WHAT THE TASK REQUIRES — The required answer is a copy of each line in the entries below that includes "async".

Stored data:
>>>>>

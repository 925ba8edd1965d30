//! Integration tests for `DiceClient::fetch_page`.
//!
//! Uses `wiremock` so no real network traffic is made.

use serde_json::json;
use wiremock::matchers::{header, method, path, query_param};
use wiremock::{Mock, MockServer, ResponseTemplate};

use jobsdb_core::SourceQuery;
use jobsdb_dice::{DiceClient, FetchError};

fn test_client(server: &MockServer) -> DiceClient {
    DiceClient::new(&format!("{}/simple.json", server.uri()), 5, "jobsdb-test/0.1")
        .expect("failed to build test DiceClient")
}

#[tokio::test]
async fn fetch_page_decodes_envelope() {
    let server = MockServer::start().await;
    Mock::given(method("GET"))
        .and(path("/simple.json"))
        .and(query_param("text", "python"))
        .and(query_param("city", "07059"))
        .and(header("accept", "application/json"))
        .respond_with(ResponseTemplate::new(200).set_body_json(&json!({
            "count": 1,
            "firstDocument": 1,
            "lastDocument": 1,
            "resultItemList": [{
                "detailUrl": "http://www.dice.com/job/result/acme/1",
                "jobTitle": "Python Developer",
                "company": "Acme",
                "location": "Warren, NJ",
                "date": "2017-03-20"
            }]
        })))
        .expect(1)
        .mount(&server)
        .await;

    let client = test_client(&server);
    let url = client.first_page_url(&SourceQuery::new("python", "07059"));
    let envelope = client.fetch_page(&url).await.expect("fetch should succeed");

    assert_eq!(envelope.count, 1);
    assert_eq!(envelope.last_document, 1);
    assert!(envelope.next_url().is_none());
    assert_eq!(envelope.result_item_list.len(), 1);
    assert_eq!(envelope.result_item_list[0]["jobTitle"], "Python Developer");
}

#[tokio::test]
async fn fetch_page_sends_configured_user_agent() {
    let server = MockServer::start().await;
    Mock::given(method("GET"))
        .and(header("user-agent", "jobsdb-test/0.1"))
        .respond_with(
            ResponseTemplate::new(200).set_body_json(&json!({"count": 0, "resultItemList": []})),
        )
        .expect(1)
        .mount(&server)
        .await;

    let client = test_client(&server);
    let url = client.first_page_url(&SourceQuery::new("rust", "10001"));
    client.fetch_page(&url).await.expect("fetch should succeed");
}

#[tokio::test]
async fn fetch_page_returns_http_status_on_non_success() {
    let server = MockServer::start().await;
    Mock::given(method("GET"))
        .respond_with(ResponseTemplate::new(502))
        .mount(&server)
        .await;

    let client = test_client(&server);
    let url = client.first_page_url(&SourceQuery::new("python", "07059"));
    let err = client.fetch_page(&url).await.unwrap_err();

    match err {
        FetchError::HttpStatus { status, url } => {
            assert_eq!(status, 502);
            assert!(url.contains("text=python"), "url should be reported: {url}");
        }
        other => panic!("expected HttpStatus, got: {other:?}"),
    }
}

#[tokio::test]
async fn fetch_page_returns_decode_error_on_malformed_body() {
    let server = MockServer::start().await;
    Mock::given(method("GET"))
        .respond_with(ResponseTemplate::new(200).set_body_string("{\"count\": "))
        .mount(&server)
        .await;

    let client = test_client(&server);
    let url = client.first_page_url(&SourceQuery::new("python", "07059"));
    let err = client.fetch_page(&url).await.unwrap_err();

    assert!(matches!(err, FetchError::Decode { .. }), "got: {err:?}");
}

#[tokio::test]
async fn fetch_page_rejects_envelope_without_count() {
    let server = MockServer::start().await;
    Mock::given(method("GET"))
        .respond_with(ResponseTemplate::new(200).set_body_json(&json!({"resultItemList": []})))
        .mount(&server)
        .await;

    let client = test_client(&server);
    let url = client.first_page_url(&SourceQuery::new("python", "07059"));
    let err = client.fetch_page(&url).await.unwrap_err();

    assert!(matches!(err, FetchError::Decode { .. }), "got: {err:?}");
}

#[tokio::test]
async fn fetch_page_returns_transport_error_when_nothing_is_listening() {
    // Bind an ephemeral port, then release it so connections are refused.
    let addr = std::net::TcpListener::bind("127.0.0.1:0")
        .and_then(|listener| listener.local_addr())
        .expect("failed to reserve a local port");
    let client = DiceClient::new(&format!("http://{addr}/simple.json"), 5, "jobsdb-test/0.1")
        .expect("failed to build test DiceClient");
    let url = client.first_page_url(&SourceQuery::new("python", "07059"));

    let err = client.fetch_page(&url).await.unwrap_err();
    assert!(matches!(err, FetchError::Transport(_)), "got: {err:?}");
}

<<<<<

TASK RESPONSE —
async fn fetch_page_decodes_envelope() {
async fn fetch_page_sends_configured_user_agent() {
async fn fetch_page_returns_http_status_on_non_success() {
async fn fetch_page_returns_decode_error_on_malformed_body() {
async fn fetch_page_rejects_envelope_without_count() {
async fn fetch_page_returns_transport_error_when_nothing_is_listening() {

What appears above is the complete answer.